| Exercise |
What is needed here is an exact repetition of the records below, beginning at the line that has "use crate::core::GridCoord;" and stopping after the line that has "pub enum Alarm".

*** Input records

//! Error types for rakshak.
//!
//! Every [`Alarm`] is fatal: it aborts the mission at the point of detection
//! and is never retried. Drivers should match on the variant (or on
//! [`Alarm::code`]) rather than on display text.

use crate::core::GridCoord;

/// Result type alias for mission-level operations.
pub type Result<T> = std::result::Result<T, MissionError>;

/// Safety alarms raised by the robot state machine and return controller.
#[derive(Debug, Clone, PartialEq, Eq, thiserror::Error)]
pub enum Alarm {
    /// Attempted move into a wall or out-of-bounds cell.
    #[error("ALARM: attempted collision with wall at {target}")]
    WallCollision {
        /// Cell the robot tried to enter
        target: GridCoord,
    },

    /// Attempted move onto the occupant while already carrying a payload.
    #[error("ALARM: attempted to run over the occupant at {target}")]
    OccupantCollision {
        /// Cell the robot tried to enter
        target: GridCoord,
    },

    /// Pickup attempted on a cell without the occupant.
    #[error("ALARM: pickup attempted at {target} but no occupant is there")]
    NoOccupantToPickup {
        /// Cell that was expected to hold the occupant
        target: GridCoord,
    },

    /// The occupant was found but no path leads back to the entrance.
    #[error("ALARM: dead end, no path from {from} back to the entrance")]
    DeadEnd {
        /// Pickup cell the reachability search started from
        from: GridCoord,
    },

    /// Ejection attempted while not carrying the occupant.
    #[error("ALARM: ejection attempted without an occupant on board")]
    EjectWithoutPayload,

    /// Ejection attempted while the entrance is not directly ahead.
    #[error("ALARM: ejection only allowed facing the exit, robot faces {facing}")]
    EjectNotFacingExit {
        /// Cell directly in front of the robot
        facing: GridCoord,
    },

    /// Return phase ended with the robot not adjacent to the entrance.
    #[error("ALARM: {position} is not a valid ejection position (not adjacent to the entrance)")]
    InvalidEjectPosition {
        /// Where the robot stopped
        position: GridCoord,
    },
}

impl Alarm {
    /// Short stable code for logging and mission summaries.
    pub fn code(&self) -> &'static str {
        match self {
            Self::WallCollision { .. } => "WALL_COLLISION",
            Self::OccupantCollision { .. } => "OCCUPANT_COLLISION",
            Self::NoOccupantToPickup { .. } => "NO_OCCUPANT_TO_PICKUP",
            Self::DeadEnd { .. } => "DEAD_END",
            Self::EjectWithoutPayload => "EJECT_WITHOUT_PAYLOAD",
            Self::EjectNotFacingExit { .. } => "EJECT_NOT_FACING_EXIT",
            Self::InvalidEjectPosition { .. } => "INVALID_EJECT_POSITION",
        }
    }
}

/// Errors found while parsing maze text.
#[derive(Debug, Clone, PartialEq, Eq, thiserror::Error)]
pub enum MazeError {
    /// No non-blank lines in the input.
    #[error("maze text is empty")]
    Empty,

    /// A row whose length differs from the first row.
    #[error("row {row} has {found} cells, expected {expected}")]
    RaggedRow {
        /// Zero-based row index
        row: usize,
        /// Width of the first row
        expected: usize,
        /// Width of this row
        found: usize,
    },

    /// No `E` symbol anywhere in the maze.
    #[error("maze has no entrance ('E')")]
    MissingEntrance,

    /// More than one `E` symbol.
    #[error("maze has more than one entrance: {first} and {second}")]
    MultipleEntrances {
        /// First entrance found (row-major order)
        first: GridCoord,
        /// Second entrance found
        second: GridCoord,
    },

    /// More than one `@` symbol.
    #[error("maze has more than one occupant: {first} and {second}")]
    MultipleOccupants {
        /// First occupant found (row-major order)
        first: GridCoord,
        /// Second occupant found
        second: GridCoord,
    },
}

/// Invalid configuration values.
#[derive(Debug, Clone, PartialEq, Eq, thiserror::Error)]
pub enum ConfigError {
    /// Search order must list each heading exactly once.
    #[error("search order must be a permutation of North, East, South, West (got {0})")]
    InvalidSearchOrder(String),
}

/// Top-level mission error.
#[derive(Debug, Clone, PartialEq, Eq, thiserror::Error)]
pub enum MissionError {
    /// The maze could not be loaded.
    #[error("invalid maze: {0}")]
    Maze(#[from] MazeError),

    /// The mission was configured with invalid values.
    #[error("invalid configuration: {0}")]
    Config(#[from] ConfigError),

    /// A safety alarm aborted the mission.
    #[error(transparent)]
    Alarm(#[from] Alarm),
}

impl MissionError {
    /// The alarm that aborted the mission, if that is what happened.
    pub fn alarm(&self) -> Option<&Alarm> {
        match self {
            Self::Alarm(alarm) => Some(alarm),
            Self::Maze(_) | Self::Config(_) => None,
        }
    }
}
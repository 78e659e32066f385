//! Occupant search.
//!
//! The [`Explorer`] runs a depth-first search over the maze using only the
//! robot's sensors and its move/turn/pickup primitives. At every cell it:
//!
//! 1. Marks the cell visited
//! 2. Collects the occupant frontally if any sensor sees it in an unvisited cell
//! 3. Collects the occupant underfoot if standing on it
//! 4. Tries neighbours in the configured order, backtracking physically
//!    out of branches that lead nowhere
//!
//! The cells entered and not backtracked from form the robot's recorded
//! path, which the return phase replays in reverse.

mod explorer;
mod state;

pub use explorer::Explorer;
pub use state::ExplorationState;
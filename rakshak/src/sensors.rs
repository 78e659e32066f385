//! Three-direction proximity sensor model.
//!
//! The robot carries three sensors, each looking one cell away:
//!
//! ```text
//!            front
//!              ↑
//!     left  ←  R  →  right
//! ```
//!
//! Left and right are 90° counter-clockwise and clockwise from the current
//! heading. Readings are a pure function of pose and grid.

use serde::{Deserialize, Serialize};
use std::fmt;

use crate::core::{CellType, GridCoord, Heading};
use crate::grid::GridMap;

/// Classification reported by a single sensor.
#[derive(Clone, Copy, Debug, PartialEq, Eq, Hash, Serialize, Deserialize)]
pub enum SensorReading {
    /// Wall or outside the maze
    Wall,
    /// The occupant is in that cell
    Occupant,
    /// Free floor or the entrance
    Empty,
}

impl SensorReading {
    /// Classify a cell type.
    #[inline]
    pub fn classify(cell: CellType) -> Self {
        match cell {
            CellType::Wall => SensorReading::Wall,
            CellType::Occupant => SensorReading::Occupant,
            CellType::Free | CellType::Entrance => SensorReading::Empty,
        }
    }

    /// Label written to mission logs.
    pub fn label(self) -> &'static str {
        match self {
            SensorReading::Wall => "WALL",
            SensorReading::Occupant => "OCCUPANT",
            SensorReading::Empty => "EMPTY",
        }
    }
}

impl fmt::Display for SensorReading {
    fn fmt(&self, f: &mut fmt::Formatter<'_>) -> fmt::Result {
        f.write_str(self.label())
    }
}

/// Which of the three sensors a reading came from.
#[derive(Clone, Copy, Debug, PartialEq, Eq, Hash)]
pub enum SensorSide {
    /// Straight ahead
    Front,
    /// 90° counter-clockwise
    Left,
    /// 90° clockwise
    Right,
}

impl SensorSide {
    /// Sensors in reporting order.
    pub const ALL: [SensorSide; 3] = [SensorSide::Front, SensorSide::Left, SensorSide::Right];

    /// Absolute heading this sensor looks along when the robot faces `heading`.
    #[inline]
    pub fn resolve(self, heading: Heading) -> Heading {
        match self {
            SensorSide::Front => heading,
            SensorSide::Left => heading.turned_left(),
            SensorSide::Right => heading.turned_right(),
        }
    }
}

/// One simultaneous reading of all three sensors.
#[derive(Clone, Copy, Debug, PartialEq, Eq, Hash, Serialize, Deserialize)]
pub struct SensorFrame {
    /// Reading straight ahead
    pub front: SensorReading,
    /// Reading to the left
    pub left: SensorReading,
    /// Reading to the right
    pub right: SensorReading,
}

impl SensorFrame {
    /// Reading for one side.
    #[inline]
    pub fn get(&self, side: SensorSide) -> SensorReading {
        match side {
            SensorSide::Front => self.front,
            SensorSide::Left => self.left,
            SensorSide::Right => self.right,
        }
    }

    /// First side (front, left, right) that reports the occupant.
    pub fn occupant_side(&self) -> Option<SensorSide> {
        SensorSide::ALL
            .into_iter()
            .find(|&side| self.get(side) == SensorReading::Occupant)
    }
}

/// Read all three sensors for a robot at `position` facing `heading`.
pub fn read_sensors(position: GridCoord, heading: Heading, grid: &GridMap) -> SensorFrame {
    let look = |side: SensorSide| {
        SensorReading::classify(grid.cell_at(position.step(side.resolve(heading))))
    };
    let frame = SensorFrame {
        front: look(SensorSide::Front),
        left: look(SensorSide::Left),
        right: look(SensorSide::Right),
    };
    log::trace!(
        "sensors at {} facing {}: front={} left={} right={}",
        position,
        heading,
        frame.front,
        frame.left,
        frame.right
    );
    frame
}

******

| Written solution |
use crate::core::GridCoord;

/// Result type alias for mission-level operations.
pub type Result<T> = std::result::Result<T, MissionError>;

/// Safety alarms raised by the robot state machine and return controller.
#[derive(Debug, Clone, PartialEq, Eq, thiserror::Error)]
pub enum Alarm {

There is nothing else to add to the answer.